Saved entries

*** Begin section ***

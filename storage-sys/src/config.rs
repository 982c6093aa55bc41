// SPDX-License-Identifier: GPL-3.0-only

//! TOML configuration for discovery calls
//!
//! ```toml
//! [filter]
//! use_default_predicates = true
//! network_fs_types = ["nfs", "nfs4", "lustre"]
//! reserved_mount_prefixes = ["/mnt/cloud-metadata"]
//!
//! [partitions]
//! skip_usage = false
//! stat_timeout_ms = 5000
//!
//! [scan]
//! timeout_secs = 30
//! ```

use std::fs;
use std::path::Path;
use std::time::Duration;

use serde::{Deserialize, Serialize};
use tokio_util::sync::CancellationToken;

use crate::context::ScanContext;
use crate::error::{Result, SysError};
use crate::filter::{
    DEFAULT_STAT_TIMEOUT, Op, default_network_fs_types, default_reserved_mount_prefixes,
};

#[derive(Debug, Clone, Default, PartialEq, Serialize, Deserialize)]
#[serde(default)]
pub struct DiscoveryConfig {
    pub filter: FilterConfig,
    pub partitions: PartitionConfig,
    pub scan: ScanConfig,
}

#[derive(Debug, Clone, PartialEq, Serialize, Deserialize)]
#[serde(default)]
pub struct FilterConfig {
    /// When false every device, filesystem and mount point matches
    pub use_default_predicates: bool,
    pub network_fs_types: Vec<String>,
    pub reserved_mount_prefixes: Vec<String>,
}

impl Default for FilterConfig {
    fn default() -> Self {
        Self {
            use_default_predicates: true,
            network_fs_types: default_network_fs_types(),
            reserved_mount_prefixes: default_reserved_mount_prefixes(),
        }
    }
}

#[derive(Debug, Clone, PartialEq, Serialize, Deserialize)]
#[serde(default)]
pub struct PartitionConfig {
    pub skip_usage: bool,
    pub stat_timeout_ms: u64,
}

impl Default for PartitionConfig {
    fn default() -> Self {
        Self {
            skip_usage: false,
            stat_timeout_ms: DEFAULT_STAT_TIMEOUT.as_millis() as u64,
        }
    }
}

#[derive(Debug, Clone, Default, PartialEq, Serialize, Deserialize)]
#[serde(default)]
pub struct ScanConfig {
    /// Overall deadline for one discovery call
    pub timeout_secs: Option<u64>,
}

impl DiscoveryConfig {
    pub fn load(path: &Path) -> Result<Self> {
        let raw = fs::read_to_string(path).map_err(|error| SysError::Config {
            path: path.to_path_buf(),
            reason: error.to_string(),
        })?;

        toml::from_str(&raw).map_err(|error| SysError::Config {
            path: path.to_path_buf(),
            reason: error.to_string(),
        })
    }

    /// Filter policy described by this configuration
    pub fn op(&self) -> Op {
        let op = if self.filter.use_default_predicates {
            Op::with_default_predicates(
                self.filter.network_fs_types.clone(),
                self.filter.reserved_mount_prefixes.clone(),
            )
        } else {
            Op::new()
        };

        op.with_skip_usage(self.partitions.skip_usage)
            .with_stat_timeout(Duration::from_millis(self.partitions.stat_timeout_ms))
    }

    pub fn context(&self, token: CancellationToken) -> ScanContext {
        let ctx = ScanContext::new(token);
        match self.scan.timeout_secs {
            Some(secs) => ctx.with_timeout(Duration::from_secs(secs)),
            None => ctx,
        }
    }
}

*** End section ***

Try it: All lines from the one containing "op.with_skip_usage(self.partitions.skip_usage)" through the end of the data, and no others, are to be given again word for word.

Response:
        op.with_skip_usage(self.partitions.skip_usage)
            .with_stat_timeout(Duration::from_millis(self.partitions.stat_timeout_ms))
    }

    pub fn context(&self, token: CancellationToken) -> ScanContext {
        let ctx = ScanContext::new(token);
        match self.scan.timeout_secs {
            Some(secs) => ctx.with_timeout(Duration::from_secs(secs)),
            None => ctx,
        }
    }
}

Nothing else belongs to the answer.